И вот бывшая чекистка, уже готовая свести счеты с жизнью, входит в кабинет секретаря горкома с простецкой фамилией Жуков. Тот, словно не замечая посетительницу, сидит, низко склонившись над развернутой «Правдой», покручивает кавалерийский ус и читает передовую статью. Широкоплечий, к френчу привинчены два ордена Красного Знамени. Голова обрита по тогдашней моде и сияет в свете лампочки Ильича. Вдруг секретарь отрывается от газеты, и Юдифь чуть не падает в обморок: под портретом Маркса сидит и смотрит на нее голубыми глазами монархист Федор Алферьев. Опустим возгласы изумления, слезы счастья, лабзурю — и перейдем к сути дела.

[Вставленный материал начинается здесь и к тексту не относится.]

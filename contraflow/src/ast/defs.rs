use compact_str::CompactString;

use super::{AstId, BlockStmt, SourceLocation};

/// A named variable declaration (parameter, return value, or local).
#[derive(Debug, Clone)]
pub struct VariableDeclaration {
    /// Stable identity.
    pub id: AstId,
    /// Source span.
    pub loc: SourceLocation,
    /// Declared name; may be empty for unnamed return values.
    pub name: CompactString,
}

/// A function definition.
///
/// Functions without a body (interface members, abstract declarations) are
/// valid input; no flow is constructed for them.
#[derive(Debug, Clone)]
pub struct FunctionDefinition {
    /// Stable identity; the key under which the flow is registered.
    pub id: AstId,
    /// Source span.
    pub loc: SourceLocation,
    /// Function name; empty for the fallback function.
    pub name: CompactString,
    /// Declared parameters.
    pub parameters: Vec<VariableDeclaration>,
    /// Declared return values.
    pub returns: Vec<VariableDeclaration>,
    /// Body, absent for unimplemented functions.
    pub body: Option<BlockStmt>,
}

/// A modifier definition. Its body contains placeholder statements marking
/// where the wrapped subprogram executes.
#[derive(Debug, Clone)]
pub struct ModifierDefinition {
    /// Stable identity; the key under which the flow is registered.
    pub id: AstId,
    /// Source span.
    pub loc: SourceLocation,
    /// Modifier name.
    pub name: CompactString,
    /// Declared parameters.
    pub parameters: Vec<VariableDeclaration>,
    /// Modifier body.
    pub body: BlockStmt,
}

/// A contract definition holding the subprograms flow is built for.
#[derive(Debug, Clone)]
pub struct ContractDefinition {
    /// Stable identity.
    pub id: AstId,
    /// Source span.
    pub loc: SourceLocation,
    /// Contract name.
    pub name: CompactString,
    /// Function definitions in source order.
    pub functions: Vec<FunctionDefinition>,
    /// Modifier definitions in source order.
    pub modifiers: Vec<ModifierDefinition>,
}

/// Root of one compilation unit.
#[derive(Debug, Clone, Default)]
pub struct SourceUnit {
    /// Contract definitions in source order.
    pub contracts: Vec<ContractDefinition>,
}
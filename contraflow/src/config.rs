//! Construction policy configuration.
//!
//! The only tunable is which calls get an implicit failure edge to the
//! exception anchor. Asserting primitives always do; whether *every*
//! external call also does is a policy question downstream analyses answer
//! differently, so it is configurable rather than hard-coded.

use std::fs;
use std::path::Path;

use anyhow::Context;
use serde::Deserialize;

use crate::ast::CallKind;
use crate::constants::CONFIG_FILENAME;

/// Policy deciding which calls fan out to the exception anchor.
#[derive(Debug, Clone, Copy, Default, PartialEq, Eq, Deserialize)]
#[serde(rename_all = "snake_case")]
pub enum CallFailurePolicy {
    /// Only `require`/`assert` contribute a failure edge.
    #[default]
    AssertingPrimitives,
    /// Every external call contributes a failure edge as well.
    AllExternalCalls,
}

/// Flow-construction configuration.
#[derive(Debug, Clone, Copy, Default, Deserialize)]
pub struct FlowConfig {
    /// Which calls get an implicit failure edge.
    #[serde(default)]
    pub call_failure: CallFailurePolicy,
}

/// On-disk configuration file shape: a `[flow]` table.
#[derive(Debug, Default, Deserialize)]
struct ConfigFile {
    #[serde(default)]
    flow: FlowConfig,
}

impl FlowConfig {
    /// The predicate over call expressions: whether a call of this kind may
    /// abort the current execution and therefore needs a failure edge.
    ///
    /// `Revert` is *not* a failure edge case; it aborts unconditionally
    /// and is handled as divergence by the builder.
    #[must_use]
    pub fn may_fail(self, kind: CallKind) -> bool {
        match kind {
            CallKind::Require | CallKind::Assert => true,
            CallKind::External => self.call_failure == CallFailurePolicy::AllExternalCalls,
            CallKind::Internal | CallKind::Revert => false,
        }
    }

    /// Parses a configuration from TOML text.
    pub fn from_toml_str(content: &str) -> anyhow::Result<Self> {
        let file: ConfigFile =
            toml::from_str(content).context("invalid flow configuration file")?;
        Ok(file.flow)
    }

    /// Loads configuration from the current directory upwards.
    #[must_use]
    pub fn load() -> Self {
        Self::load_from_path(Path::new("."))
    }

    /// Loads configuration starting from a specific path and traversing up.
    ///
    /// Any missing or malformed candidate file falls back to the next
    /// directory up, and ultimately to the defaults.
    #[must_use]
    pub fn load_from_path(path: &Path) -> Self {
        let mut current = path.to_path_buf();
        if current.is_file() {
            current.pop();
        }

        loop {
            let candidate = current.join(CONFIG_FILENAME);
            if candidate.exists() {
                if let Ok(content) = fs::read_to_string(&candidate) {
                    if let Ok(config) = Self::from_toml_str(&content) {
                        return config;
                    }
                }
            }

            if !current.pop() {
                break;
            }
        }

        Self::default()
    }
}
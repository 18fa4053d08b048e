//! AST fixture helpers shared by the test suite.
//!
//! Parsing and name resolution are upstream concerns, so tests build the
//! resolved tree programmatically. [`AstBuilder`] hands out fresh ids and
//! synthetic source spans so every node keeps a distinct identity, the way
//! a real resolver would.

use compact_str::CompactString;

use crate::ast::{
    AssignmentExpr, AstId, BinaryExpr, BinaryOp, BlockStmt, BreakStmt, CallExpr, CallKind,
    ConditionalExpr, ContinueStmt, ContractDefinition, Expression, ExpressionStmt, ForStmt,
    FunctionDefinition, IdentifierExpr, IfStmt, IndexAccessExpr, InlineAssemblyStmt, LiteralExpr,
    MemberAccessExpr, ModifierDefinition, PlaceholderStmt, ReturnStmt, SourceLocation, SourceUnit,
    Statement, ThrowStmt, TupleExpr, UnaryExpr, UnaryOp, VariableDeclaration,
    VariableDeclarationStmt, WhileStmt,
};
use crate::cfg::{Cfg, FunctionFlow, NodeId};

/// Builds AST fixtures with fresh ids and source spans.
#[derive(Debug, Default)]
pub struct AstBuilder {
    next_id: u32,
    next_offset: usize,
}

impl AstBuilder {
    /// Creates a builder starting at id 0 and offset 0.
    #[must_use]
    pub fn new() -> Self {
        Self::default()
    }

    fn next(&mut self) -> (AstId, SourceLocation) {
        let id = AstId(self.next_id);
        self.next_id += 1;
        let loc = SourceLocation {
            start: self.next_offset,
            end: self.next_offset + 1,
        };
        self.next_offset += 2;
        (id, loc)
    }

    /// An identifier expression, unresolved.
    pub fn identifier(&mut self, name: &str) -> Expression {
        let (id, loc) = self.next();
        Expression::Identifier(IdentifierExpr {
            id,
            loc,
            name: CompactString::new(name),
            referenced_declaration: None,
        })
    }

    /// A number literal expression.
    pub fn number(&mut self, value: &str) -> Expression {
        let (id, loc) = self.next();
        Expression::Literal(LiteralExpr {
            id,
            loc,
            value: CompactString::new(value),
        })
    }

    /// An assignment expression.
    pub fn assign(&mut self, lhs: Expression, rhs: Expression) -> Expression {
        let (id, loc) = self.next();
        Expression::Assignment(AssignmentExpr {
            id,
            loc,
            lhs: Box::new(lhs),
            rhs: Box::new(rhs),
        })
    }

    /// A binary expression with the given operator.
    pub fn binary(&mut self, op: BinaryOp, lhs: Expression, rhs: Expression) -> Expression {
        let (id, loc) = self.next();
        Expression::Binary(BinaryExpr {
            id,
            loc,
            op,
            lhs: Box::new(lhs),
            rhs: Box::new(rhs),
        })
    }

    /// Short-circuit `lhs && rhs`.
    pub fn and(&mut self, lhs: Expression, rhs: Expression) -> Expression {
        self.binary(BinaryOp::And, lhs, rhs)
    }

    /// Short-circuit `lhs || rhs`.
    pub fn or(&mut self, lhs: Expression, rhs: Expression) -> Expression {
        self.binary(BinaryOp::Or, lhs, rhs)
    }

    /// Logical negation.
    pub fn not(&mut self, operand: Expression) -> Expression {
        let (id, loc) = self.next();
        Expression::Unary(UnaryExpr {
            id,
            loc,
            op: UnaryOp::Not,
            operand: Box::new(operand),
        })
    }

    /// Ternary `condition ? true_expression : false_expression`.
    pub fn ternary(
        &mut self,
        condition: Expression,
        true_expression: Expression,
        false_expression: Expression,
    ) -> Expression {
        let (id, loc) = self.next();
        Expression::Conditional(ConditionalExpr {
            id,
            loc,
            condition: Box::new(condition),
            true_expression: Box::new(true_expression),
            false_expression: Box::new(false_expression),
        })
    }

    /// Member access `object.member`.
    pub fn member_access(&mut self, object: Expression, member: &str) -> Expression {
        let (id, loc) = self.next();
        Expression::MemberAccess(MemberAccessExpr {
            id,
            loc,
            object: Box::new(object),
            member: CompactString::new(member),
        })
    }

    /// Index access `base[index]`.
    pub fn index_access(&mut self, base: Expression, index: Option<Expression>) -> Expression {
        let (id, loc) = self.next();
        Expression::IndexAccess(IndexAccessExpr {
            id,
            loc,
            base: Box::new(base),
            index: index.map(Box::new),
        })
    }

    /// Tuple expression; `None` components are holes.
    pub fn tuple(&mut self, components: Vec<Option<Expression>>) -> Expression {
        let (id, loc) = self.next();
        Expression::Tuple(TupleExpr {
            id,
            loc,
            components,
        })
    }

    /// A call to a named target with the given resolved kind.
    pub fn call(&mut self, kind: CallKind, name: &str, arguments: Vec<Expression>) -> Expression {
        let callee = self.identifier(name);
        let (id, loc) = self.next();
        Expression::Call(CallExpr {
            id,
            loc,
            callee: Box::new(callee),
            arguments,
            kind,
        })
    }

    /// An internal (same-contract) call.
    pub fn internal_call(&mut self, name: &str, arguments: Vec<Expression>) -> Expression {
        self.call(CallKind::Internal, name, arguments)
    }

    /// An external call.
    pub fn external_call(&mut self, name: &str, arguments: Vec<Expression>) -> Expression {
        self.call(CallKind::External, name, arguments)
    }

    /// `require(condition)`.
    pub fn require(&mut self, condition: Expression) -> Expression {
        self.call(CallKind::Require, "require", vec![condition])
    }

    /// `assert(condition)`.
    pub fn assert_call(&mut self, condition: Expression) -> Expression {
        self.call(CallKind::Assert, "assert", vec![condition])
    }

    /// `revert()`.
    pub fn revert_call(&mut self) -> Expression {
        self.call(CallKind::Revert, "revert", vec![])
    }

    /// Wraps an expression into a statement.
    pub fn expr_stmt(&mut self, expression: Expression) -> Statement {
        let (id, loc) = self.next();
        Statement::Expression(ExpressionStmt {
            id,
            loc,
            expression,
        })
    }

    /// `var name = initial_value;`
    pub fn var_decl(&mut self, name: &str, initial_value: Option<Expression>) -> Statement {
        let (decl_id, decl_loc) = self.next();
        let declaration = VariableDeclaration {
            id: decl_id,
            loc: decl_loc,
            name: CompactString::new(name),
        };
        let (id, loc) = self.next();
        Statement::VariableDeclaration(VariableDeclarationStmt {
            id,
            loc,
            declaration,
            initial_value,
        })
    }

    /// `return expression;`
    pub fn ret(&mut self, expression: Option<Expression>) -> Statement {
        let (id, loc) = self.next();
        Statement::Return(ReturnStmt {
            id,
            loc,
            expression,
        })
    }

    /// `break;`
    pub fn break_stmt(&mut self) -> Statement {
        let (id, loc) = self.next();
        Statement::Break(BreakStmt { id, loc })
    }

    /// `continue;`
    pub fn continue_stmt(&mut self) -> Statement {
        let (id, loc) = self.next();
        Statement::Continue(ContinueStmt { id, loc })
    }

    /// `throw;`
    pub fn throw_stmt(&mut self) -> Statement {
        let (id, loc) = self.next();
        Statement::Throw(ThrowStmt { id, loc })
    }

    /// The `_` placeholder statement.
    pub fn placeholder(&mut self) -> Statement {
        let (id, loc) = self.next();
        Statement::Placeholder(PlaceholderStmt { id, loc })
    }

    /// An inline assembly statement.
    pub fn asm(&mut self, text: &str) -> Statement {
        let (id, loc) = self.next();
        Statement::InlineAssembly(InlineAssemblyStmt {
            id,
            loc,
            text: CompactString::new(text),
        })
    }

    /// A block statement.
    pub fn block(&mut self, statements: Vec<Statement>) -> BlockStmt {
        let (id, loc) = self.next();
        BlockStmt {
            id,
            loc,
            statements,
        }
    }

    /// `if (condition) { ... } else { ... }`; bodies are given as statement
    /// lists and wrapped into blocks.
    pub fn if_stmt(
        &mut self,
        condition: Expression,
        true_body: Vec<Statement>,
        false_body: Option<Vec<Statement>>,
    ) -> Statement {
        let true_block = Statement::Block(self.block(true_body));
        let false_block = false_body.map(|body| Box::new(Statement::Block(self.block(body))));
        let (id, loc) = self.next();
        Statement::If(IfStmt {
            id,
            loc,
            condition,
            true_body: Box::new(true_block),
            false_body: false_block,
        })
    }

    /// `while (condition) { ... }`
    pub fn while_stmt(&mut self, condition: Expression, body: Vec<Statement>) -> Statement {
        let body_block = Statement::Block(self.block(body));
        let (id, loc) = self.next();
        Statement::While(WhileStmt {
            id,
            loc,
            condition,
            body: Box::new(body_block),
            is_do_while: false,
        })
    }

    /// `do { ... } while (condition);`
    pub fn do_while_stmt(&mut self, condition: Expression, body: Vec<Statement>) -> Statement {
        let body_block = Statement::Block(self.block(body));
        let (id, loc) = self.next();
        Statement::While(WhileStmt {
            id,
            loc,
            condition,
            body: Box::new(body_block),
            is_do_while: true,
        })
    }

    /// `for (init; condition; loop_expression) { ... }`
    pub fn for_stmt(
        &mut self,
        init: Option<Statement>,
        condition: Option<Expression>,
        loop_expression: Option<Expression>,
        body: Vec<Statement>,
    ) -> Statement {
        let body_block = Statement::Block(self.block(body));
        let (id, loc) = self.next();
        Statement::For(ForStmt {
            id,
            loc,
            init: init.map(Box::new),
            condition,
            loop_expression,
            body: Box::new(body_block),
        })
    }

    /// An implemented function with the given body statements.
    pub fn function(&mut self, name: &str, body: Vec<Statement>) -> FunctionDefinition {
        let body_block = self.block(body);
        let (id, loc) = self.next();
        FunctionDefinition {
            id,
            loc,
            name: CompactString::new(name),
            parameters: vec![],
            returns: vec![],
            body: Some(body_block),
        }
    }

    /// A function declaration without a body.
    pub fn function_decl(&mut self, name: &str) -> FunctionDefinition {
        let (id, loc) = self.next();
        FunctionDefinition {
            id,
            loc,
            name: CompactString::new(name),
            parameters: vec![],
            returns: vec![],
            body: None,
        }
    }

    /// A modifier with the given body statements.
    pub fn modifier(&mut self, name: &str, body: Vec<Statement>) -> ModifierDefinition {
        let body_block = self.block(body);
        let (id, loc) = self.next();
        ModifierDefinition {
            id,
            loc,
            name: CompactString::new(name),
            parameters: vec![],
            body: body_block,
        }
    }

    /// A contract definition.
    pub fn contract(
        &mut self,
        name: &str,
        functions: Vec<FunctionDefinition>,
        modifiers: Vec<ModifierDefinition>,
    ) -> ContractDefinition {
        let (id, loc) = self.next();
        ContractDefinition {
            id,
            loc,
            name: CompactString::new(name),
            functions,
            modifiers,
        }
    }

    /// A source unit holding the given contracts.
    #[must_use]
    #[allow(clippy::unused_self)]
    pub fn unit(&mut self, contracts: Vec<ContractDefinition>) -> SourceUnit {
        SourceUnit { contracts }
    }
}

/// Asserts the paired-edge invariant over the whole graph: a node is in
/// another's `exits` exactly when the other is in its `entries`.
pub fn assert_edge_symmetry(cfg: &Cfg) {
    for (id, node) in cfg.nodes() {
        for &successor in &node.exits {
            assert!(
                cfg.node(successor).entries.contains(&id),
                "edge {id:?} -> {successor:?} missing its entry half"
            );
        }
        for &predecessor in &node.entries {
            assert!(
                cfg.node(predecessor).exits.contains(&id),
                "edge {predecessor:?} -> {id:?} missing its exit half"
            );
        }
    }
}

/// Asserts the anchor-shape invariant of one subprogram flow: the entry has
/// no entries, and neither exit anchor has exits.
pub fn assert_anchor_shape(cfg: &Cfg, flow: &FunctionFlow) {
    assert!(
        cfg.node(flow.entry).entries.is_empty(),
        "entry anchor must not have entries"
    );
    assert_eq!(
        cfg.node(flow.entry).exits.len(),
        1,
        "entry anchor must have exactly one exit"
    );
    assert!(
        cfg.node(flow.exit).exits.is_empty(),
        "exit anchor must not have exits"
    );
    assert!(
        cfg.node(flow.exception).exits.is_empty(),
        "exception anchor must not have exits"
    );
}

/// The single node whose block records the given expression.
#[allow(clippy::panic)]
pub fn find_node_with_expression(cfg: &Cfg, id: AstId) -> NodeId {
    let mut found = None;
    for (node_id, node) in cfg.nodes() {
        if node.block.expressions.contains(&id) {
            assert!(
                found.is_none(),
                "expression {id:?} recorded in more than one node"
            );
            found = Some(node_id);
        }
    }
    match found {
        Some(node_id) => node_id,
        None => panic!("expression {id:?} not recorded in any node"),
    }
}
//! Small presentation utilities.

/// A utility struct to convert byte offsets to line numbers.
///
/// The AST carries byte offsets, but diagnostics are presented with line
/// numbers which are more human-readable.
#[derive(Debug, Clone)]
pub struct LineIndex {
    /// Stores the byte index of the start of each line.
    line_starts: Vec<usize>,
}

impl LineIndex {
    /// Creates a new `LineIndex` by scanning the source code for newlines.
    /// Uses byte iteration since '\n' is always a single byte in UTF-8.
    #[must_use]
    pub fn new(source: &str) -> Self {
        let mut line_starts = vec![0];
        for (i, byte) in source.as_bytes().iter().enumerate() {
            if *byte == b'\n' {
                line_starts.push(i + 1);
            }
        }
        Self { line_starts }
    }

    /// Converts a byte offset to a 1-indexed line number.
    #[must_use]
    pub fn line_index(&self, offset: usize) -> usize {
        // Binary search to find which line range the offset falls into.
        match self.line_starts.binary_search(&offset) {
            Ok(line) => line + 1,
            Err(line) => line,
        }
    }
}
//! llama-bridge: serialized host bridge for an on-device llama engine.
//!
//! All access to the single native model context, and every model download,
//! goes through one FIFO command queue drained by a dedicated worker thread.
//! The host submits calls without blocking and gets results back as futures.

pub mod bridge;
pub mod config;
pub mod download;
pub mod error;
pub mod inference;
pub mod metrics;
pub mod queue;
pub mod server;
pub mod storage;
//! Native inference boundary and model lifecycle.
//!
//! - [`llama_ffi`]: the native entry points, the move-only handle and the stub backend
//! - [`lifecycle`]: ownership of the current model context

pub mod lifecycle;
pub mod llama_ffi;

Получив документы краскома Ивана Жукова, бывший корниловец рассчитывал, конечно, уйти за кордон, в Финляндию, но монархическое подполье, переправлявшее своих на ту сторону, было разгромлено, и «окно» на границе закрылось. Тогда он решил рвануть в Харбин и с этой целью добрался до Хабаровска, где был арестован бдительным патрулем прямо на вокзале: не понравилась его выправка. Проверили бумаги и с удивлением выяснили, что в город прибыл не кто-нибудь, а тот самый Иван Жуков — славный рубака, сын трудового народа, герой гражданской войны, хоть и проштрафившийся, но прощенный самим Троцким. А с руководящими кадрами в те годы было неважно: партизанщина разъедала революционный порядок и советскую дисциплину. Лже-Жукову тут же предложили хорошую должность в уездкоме. Его предшественник поссорился с командиром продотряда и ушел в леса — партизанить, как при Колчаке.